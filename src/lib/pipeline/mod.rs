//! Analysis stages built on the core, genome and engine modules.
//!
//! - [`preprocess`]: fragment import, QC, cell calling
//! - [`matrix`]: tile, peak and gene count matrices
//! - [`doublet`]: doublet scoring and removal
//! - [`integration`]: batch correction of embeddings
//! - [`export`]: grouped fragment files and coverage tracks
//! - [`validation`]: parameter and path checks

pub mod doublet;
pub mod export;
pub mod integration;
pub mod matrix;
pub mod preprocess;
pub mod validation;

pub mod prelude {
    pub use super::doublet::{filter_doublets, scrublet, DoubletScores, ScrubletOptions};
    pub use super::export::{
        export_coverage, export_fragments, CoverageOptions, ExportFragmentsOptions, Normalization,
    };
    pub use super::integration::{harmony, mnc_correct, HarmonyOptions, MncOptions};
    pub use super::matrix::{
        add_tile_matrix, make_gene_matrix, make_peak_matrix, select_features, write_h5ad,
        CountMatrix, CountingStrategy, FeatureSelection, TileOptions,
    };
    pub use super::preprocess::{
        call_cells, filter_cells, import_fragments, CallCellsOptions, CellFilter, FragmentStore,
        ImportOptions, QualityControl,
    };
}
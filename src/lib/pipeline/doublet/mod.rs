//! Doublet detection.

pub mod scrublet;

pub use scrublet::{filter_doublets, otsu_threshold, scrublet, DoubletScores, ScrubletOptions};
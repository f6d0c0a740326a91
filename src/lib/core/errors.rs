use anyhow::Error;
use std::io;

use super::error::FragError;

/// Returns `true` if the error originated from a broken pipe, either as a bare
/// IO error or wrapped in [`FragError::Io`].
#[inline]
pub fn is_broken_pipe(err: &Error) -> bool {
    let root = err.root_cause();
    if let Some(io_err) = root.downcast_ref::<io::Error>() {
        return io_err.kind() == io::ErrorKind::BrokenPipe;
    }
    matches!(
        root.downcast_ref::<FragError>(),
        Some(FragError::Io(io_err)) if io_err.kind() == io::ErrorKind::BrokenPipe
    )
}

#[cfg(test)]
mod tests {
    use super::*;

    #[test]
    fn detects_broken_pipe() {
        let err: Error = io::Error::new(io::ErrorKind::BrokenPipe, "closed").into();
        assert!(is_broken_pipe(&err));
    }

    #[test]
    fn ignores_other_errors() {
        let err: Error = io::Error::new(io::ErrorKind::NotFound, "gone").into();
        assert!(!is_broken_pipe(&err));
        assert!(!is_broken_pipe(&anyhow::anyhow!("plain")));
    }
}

* What needs to be done
Copy all lines of the records that have the string "preprocess" in them.

* Solution to the problem
//! - [`preprocess`]: fragment import, QC, cell calling
pub mod preprocess;
    pub use super::preprocess::{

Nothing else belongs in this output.